Collected data =>
//! Error taxonomy shared by the codec, range parser, store and session.

use crate::models::order_key::MalformedName;
use crate::services::file::FileError;
use std::path::PathBuf;

pub type Result<T> = std::result::Result<T, StoreError>;

#[derive(Debug, thiserror::Error)]
pub enum StoreError {
    #[error("malformed line name: {0:?}")]
    MalformedName(String),
    #[error("line {line} is non-existent (container has {count} lines)")]
    NonExistentLine { line: usize, count: usize },
    #[error("range ({lower},{upper}) is invalid (container has {count} lines)")]
    InvalidRange {
        lower: usize,
        upper: usize,
        count: usize,
    },
    #[error("malformed range: {0:?}")]
    MalformedRange(String),
    #[error("line {line} is not empty; force the command to delete it")]
    NotEmpty { line: usize },
    #[error("name collision on {0:?}")]
    NameCollision(String),
    #[error("invalid label: {0:?}")]
    InvalidLabel(String),
    #[error("no changes to undo")]
    NoHistory,
    #[error("no changes to redo")]
    NoRedo,
    #[error("{} is locked by another session", .0.display())]
    Locked(PathBuf),
    #[error("no root container (a directory ending in .zkb) above {}", .0.display())]
    RootNotFound(PathBuf),
    #[error("journal error: {0}")]
    Journal(String),
    #[error(transparent)]
    Filesystem(#[from] FileError),
}

impl From<MalformedName> for StoreError {
    fn from(e: MalformedName) -> Self {
        StoreError::MalformedName(e.0)
    }
}
//! Filesystem provider trait.
//!
//! The line store only ever needs single-entry primitives: create one
//! directory, rename one entry, remove one entry (or one subtree). Nothing
//! here is transactional; multi-step consistency is the store's job.

use std::io;
use std::path::{Path, PathBuf};

pub type Result<T> = std::result::Result<T, FileError>;

#[derive(Debug, thiserror::Error)]
pub enum FileError {
    #[error("IO error: {0}")]
    Io(#[from] io::Error),
    #[error("Not found: {}", .0.display())]
    NotFound(PathBuf),
    #[error("Already exists: {}", .0.display())]
    AlreadyExists(PathBuf),
    #[error("Not a directory: {}", .0.display())]
    NotADirectory(PathBuf),
    #[error("Not a file: {}", .0.display())]
    NotAFile(PathBuf),
}

#[derive(Debug, Clone)]
pub struct DirEntry {
    pub path: PathBuf,
    pub name: String,
    pub is_dir: bool,
    pub is_file: bool,
    pub is_symlink: bool,
}

impl DirEntry {
    pub fn new(path: PathBuf, is_dir: bool) -> Self {
        let name = path
            .file_name()
            .map(|s| s.to_string_lossy().to_string())
            .unwrap_or_default();

        Self {
            path,
            name,
            is_dir,
            is_file: !is_dir,
            is_symlink: false,
        }
    }

    /// Dot-prefixed names are engine state (`.zkb`, scratch names), never lines.
    pub fn is_hidden(&self) -> bool {
        self.name.starts_with('.')
    }
}

pub trait FileProvider: Send + Sync {
    fn read_dir(&self, path: &Path) -> Result<Vec<DirEntry>>;

    fn read_file(&self, path: &Path) -> Result<String>;

    /// Replaces `path` in one step (write to a sibling temp file, then rename).
    fn write_file_atomic(&self, path: &Path, content: &str) -> Result<()>;

    /// Appends to `path`, creating it if needed.
    fn append_file(&self, path: &Path, content: &str) -> Result<()>;

    fn create_dir(&self, path: &Path) -> Result<()>;

    fn create_dir_all(&self, path: &Path) -> Result<()>;

    /// Creates `path` as a new file, failing if it already exists.
    fn create_file_exclusive(&self, path: &Path, content: &str) -> Result<()>;

    fn delete_file(&self, path: &Path) -> Result<()>;

    fn delete_dir(&self, path: &Path) -> Result<()>;

    fn delete_dir_all(&self, path: &Path) -> Result<()>;

    /// Never overwrites: an occupied `to` is `AlreadyExists`.
    fn rename(&self, from: &Path, to: &Path) -> Result<()>;

    fn exists(&self, path: &Path) -> bool;

    fn is_dir(&self, path: &Path) -> bool;

    fn is_empty_dir(&self, path: &Path) -> Result<bool> {
        Ok(self.read_dir(path)?.is_empty())
    }
}

#[cfg(test)]
#[path = "../../../tests/unit/services/file/provider.rs"]
mod tests;
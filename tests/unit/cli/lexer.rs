use super::*;

fn texts(line: &str) -> Vec<String> {
    tokenize(line)
        .unwrap()
        .into_iter()
        .map(|t| t.text)
        .collect()
}

#[test]
fn test_plain_words() {
    assert_eq!(texts("  move (2,4)   7 "), vec!["move", "(2,4)", "7"]);
    assert!(tokenize("   ").unwrap().is_empty());
}

#[test]
fn test_quoted_label_keeps_spaces() {
    let tokens = tokenize(r#"line "print('Hello, World')" 2"#).unwrap();
    assert_eq!(tokens[1], Token::quoted("print('Hello, World')"));
    assert_eq!(tokens[2], Token::word("2"));
}

#[test]
fn test_escapes() {
    assert_eq!(
        texts(r#"l "say \"hi\" \\ \n""#),
        vec!["l", r#"say "hi" \ \n"#]
    );
}

#[test]
fn test_empty_quotes() {
    assert_eq!(tokenize(r#"c """#).unwrap()[1], Token::quoted(""));
}

#[test]
fn test_unterminated_quote() {
    assert!(matches!(
        tokenize(r#"line "oops"#),
        Err(CliError::UnterminatedQuote)
    ));
}

#[test]
fn test_is_integer() {
    assert!(Token::word("12").is_integer());
    assert!(!Token::quoted("12").is_integer());
    assert!(!Token::word("1a").is_integer());
    assert!(!Token::word("").is_integer());
}
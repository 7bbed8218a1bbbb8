use super::*;
use crate::services::file::LocalFileProvider;
use std::fs;
use tempfile::tempdir;

#[test]
fn test_defaults_when_missing() {
    let dir = tempdir().unwrap();
    let settings = Settings::load(&LocalFileProvider::new(), dir.path());

    assert_eq!(settings, Settings::default());
    assert_eq!(settings.blank_label, "'...'");
    assert_eq!(settings.history_limit, 256);
    assert!(settings.journal);
}

#[test]
fn test_partial_file_keeps_other_defaults() {
    let dir = tempdir().unwrap();
    fs::create_dir(dir.path().join(".zkb")).unwrap();
    fs::write(
        dir.path().join(".zkb").join("settings.json"),
        r#"{ "history_limit": 8 }"#,
    )
    .unwrap();

    let settings = Settings::load(&LocalFileProvider::new(), dir.path());
    assert_eq!(settings.history_limit, 8);
    assert_eq!(settings.blank_label, DEFAULT_BLANK_LABEL);
}

#[test]
fn test_invalid_file_falls_back() {
    let dir = tempdir().unwrap();
    fs::create_dir(dir.path().join(".zkb")).unwrap();
    fs::write(dir.path().join(".zkb").join("settings.json"), "{ nope").unwrap();

    assert_eq!(
        Settings::load(&LocalFileProvider::new(), dir.path()),
        Settings::default()
    );
}

#[test]
fn test_save_then_load() {
    let dir = tempdir().unwrap();
    let provider = LocalFileProvider::new();
    let settings = Settings {
        blank_label: "todo".to_string(),
        history_limit: 4,
        journal: false,
    };

    settings.save(&provider, dir.path()).unwrap();
    assert_eq!(Settings::load(&provider, dir.path()), settings);
}
//! Replayable structural edits.
//!
//! Every position here is already resolved against the container it was
//! recorded in; history records store these as inverse commands.

use super::range::LineRange;
use compact_str::CompactString;
use serde::{Deserialize, Serialize};
use std::fmt;

#[derive(Debug, Clone, PartialEq, Eq, Serialize, Deserialize)]
pub enum Command {
    Insert { at: usize, label: CompactString },
    Delete { range: LineRange, force: bool },
    Rename { range: LineRange, label: CompactString },
    Move { range: LineRange, to: usize },
    Swap { a: usize, b: usize },
}

impl Command {
    pub fn name(&self) -> &'static str {
        match self {
            Command::Insert { .. } => "insert",
            Command::Delete { .. } => "delete",
            Command::Rename { .. } => "rename",
            Command::Move { .. } => "move",
            Command::Swap { .. } => "swap",
        }
    }
}

fn write_range(f: &mut fmt::Formatter<'_>, range: &LineRange) -> fmt::Result {
    if range.is_point() {
        write!(f, "{}", range.lower)
    } else {
        write!(f, "({},{})", range.lower, range.upper)
    }
}

/// Renders in the interactive command syntax.
impl fmt::Display for Command {
    fn fmt(&self, f: &mut fmt::Formatter<'_>) -> fmt::Result {
        match self {
            Command::Insert { at, label } => write!(f, "line {:?} {}", label.as_str(), at),
            Command::Delete { range, force } => {
                write!(f, "{}delete ", if *force { "-" } else { "" })?;
                write_range(f, range)
            }
            Command::Rename { range, label } => {
                write!(f, "change {:?} ", label.as_str())?;
                write_range(f, range)
            }
            Command::Move { range, to } => {
                write!(f, "move ")?;
                write_range(f, range)?;
                write!(f, " {}", to)
            }
            Command::Swap { a, b } => write!(f, "swap {} {}", a, b),
        }
    }
}

#[cfg(test)]
#[path = "../../tests/unit/models/command.rs"]
mod tests;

WORK TASK => Lines above holding "session": give their count, nothing more.

COMPLETED EXERCISE => 2